The yield jumped to 13 7/8%.

The notes were the most actively traded in the secondary space with $48 million in reported volume.

Medical Properties’ 5¼% senior notes due 2026 sank 3 points to close the day at 85 with the yield about 12¼%.

There was $33 million in reported volume.

The 3½% senior notes due 2031 also fell 3 points to close the day at 59½.

The yield was about 12%.

There was $18 million in reported volume.

The notes crashed after the company gave an update about its largest tenant, Steward Health Care System.

Steward’s total unpaid rent was $50 million as of Dec. 31, Medical Properties said in a press release.

As Steward pursues strategic operations to address its liquidity crises, Medical Properties agreed to fund a $60 million bridge loan and has hired advisers to help recover unpaid rent.

Medical Properties expects to write off $225 million in rent receivables in the fourth quarter as a result of the situation.

Fund flows

High-yield ETFs saw $788 million of daily cash inflows on Thursday, reversing a four-day run of substantial outflows, according to market sources.

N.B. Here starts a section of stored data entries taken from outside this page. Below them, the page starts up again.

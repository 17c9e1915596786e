//! Run snapshots and file export
//!
//! A [`StoredRun`] freezes the records of a run so reports and exports never
//! hold a lock on a live case.

use chrono::{DateTime, Local};
use serde::{Deserialize, Serialize};
use std::fs::{self, File};
use std::io::{BufReader, BufWriter, Write};
use std::path::Path;
use std::sync::Arc;
use tracing::info;

use crate::models::{ExecutionRecord, Priority, TestCase, TestSummary};
use crate::recorder::RecorderError;

/// Snapshot of a whole run
#[derive(Clone, Debug, Serialize, Deserialize)]
pub struct StoredRun {
    /// Project name, taken from the first case
    pub project: String,

    pub started_at: Option<DateTime<Local>>,
    pub finished_at: Option<DateTime<Local>>,

    pub summary: TestSummary,

    /// One entry per case, in descriptor order
    pub cases: Vec<StoredCase>,

    pub environment: EnvironmentInfo,
}

/// Snapshot of one case
#[derive(Clone, Debug, Serialize, Deserialize)]
pub struct StoredCase {
    pub module: String,
    pub title: String,
    pub priority: Priority,
    pub record: ExecutionRecord,
}

impl StoredCase {
    pub fn from_case(case: &TestCase) -> Self {
        Self {
            module: case.meta().module.clone(),
            title: case.display_name(),
            priority: case.priority(),
            record: case.record(),
        }
    }
}

/// Host the run executed on
#[derive(Clone, Debug, Serialize, Deserialize)]
pub struct EnvironmentInfo {
    pub os: String,
    pub arch: String,
    pub tool_version: String,
}

impl Default for EnvironmentInfo {
    fn default() -> Self {
        Self {
            os: std::env::consts::OS.to_string(),
            arch: std::env::consts::ARCH.to_string(),
            tool_version: env!("CARGO_PKG_VERSION").to_string(),
        }
    }
}

impl StoredRun {
    pub fn capture(
        cases: &[Arc<TestCase>],
        summary: TestSummary,
        started_at: Option<DateTime<Local>>,
        finished_at: Option<DateTime<Local>>,
    ) -> Self {
        let project = cases
            .first()
            .map(|c| c.meta().project.clone())
            .unwrap_or_default();

        Self {
            project,
            started_at,
            finished_at,
            summary,
            cases: cases.iter().map(|c| StoredCase::from_case(c)).collect(),
            environment: EnvironmentInfo::default(),
        }
    }

    /// Elapsed wall-clock time of the run
    pub fn elapsed(&self) -> std::time::Duration {
        match (self.started_at, self.finished_at) {
            (Some(start), Some(end)) => (end - start).to_std().unwrap_or_default(),
            _ => std::time::Duration::ZERO,
        }
    }

    /// Load a run previously exported as JSON
    pub fn load(path: &Path) -> Result<Self, RecorderError> {
        let file = File::open(path).map_err(|source| RecorderError::Io {
            path: path.to_path_buf(),
            source,
        })?;
        Ok(serde_json::from_reader(BufReader::new(file))?)
    }

    /// Export the run to a file
    pub fn export(&self, path: &Path, format: ExportFormat) -> Result<(), RecorderError> {
        if let Some(parent) = path.parent().filter(|p| !p.as_os_str().is_empty()) {
            fs::create_dir_all(parent).map_err(|source| RecorderError::Io {
                path: parent.to_path_buf(),
                source,
            })?;
        }

        match format {
            ExportFormat::Json => {
                let file = File::create(path).map_err(|source| RecorderError::Io {
                    path: path.to_path_buf(),
                    source,
                })?;
                let mut writer = BufWriter::new(file);
                serde_json::to_writer_pretty(&mut writer, self)?;
                writer.flush().map_err(|source| RecorderError::Io {
                    path: path.to_path_buf(),
                    source,
                })?;
            }
            ExportFormat::Csv => {
                let mut writer = csv::Writer::from_path(path)?;

                writer.write_record([
                    "module",
                    "title",
                    "priority",
                    "result",
                    "attempts",
                    "start_time",
                    "stop_time",
                    "duration_ms",
                    "detail",
                ])?;

                for case in &self.cases {
                    let record = &case.record;
                    writer.write_record([
                        case.module.clone(),
                        case.title.clone(),
                        case.priority.to_string(),
                        record.result.to_string(),
                        record.attempts.to_string(),
                        record.start_time.map(|t| t.to_rfc3339()).unwrap_or_default(),
                        record.stop_time.map(|t| t.to_rfc3339()).unwrap_or_default(),
                        record
                            .duration_ms()
                            .map(|d| d.to_string())
                            .unwrap_or_default(),
                        record.detail.clone(),
                    ])?;
                }
                writer.flush().map_err(|source| RecorderError::Io {
                    path: path.to_path_buf(),
                    source,
                })?;
            }
        }

        info!("Exported results to {}", path.display());
        Ok(())
    }
}

/// Export format
#[derive(Clone, Copy, Debug, PartialEq, Eq)]
pub enum ExportFormat {
    Json,
    Csv,
}

impl ExportFormat {
    pub fn from_str(s: &str) -> Option<Self> {
        match s.to_lowercase().as_str() {
            "json" => Some(ExportFormat::Json),
            "csv" => Some(ExportFormat::Csv),
            _ => None,
        }
    }

    pub fn from_extension(path: &Path) -> Option<Self> {
        path.extension()
            .and_then(|e| e.to_str())
            .and_then(Self::from_str)
    }
}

Actively managed high-yield funds sustained $62 million of outflows on the day.

News of Thursday’s daily cash flows followed a Thursday afternoon report that the combined funds sustained $438 million of net outflows during the holiday-abbreviated week to Wednesday’s close, according to sources who were referring to a report from fund-tracker Refinitiv Lipper.

That was the first weekly outflow in nine weeks, during which the combined high-yield funds saw $15.2 billion of net inflows, according to a market source.

Indexes

The KDP High Yield Daily index added 2 basis points to close Friday at 50.37.

The index fell 16 bps on Thursday and 16 bps on Wednesday.

The ICE BofAML US High Yield index was off 2.3 bps with the year-to-date return now negative 1.108%.

The index was down 13.5 bps on Thursday, 44 bps on Wednesday and 51.5 bps on Tuesday.

The CDX High Yield 30 index added 16 bps to close Friday at 105.16.

The index was off 2 bps on Thursday and fell 49 bps on Wednesday.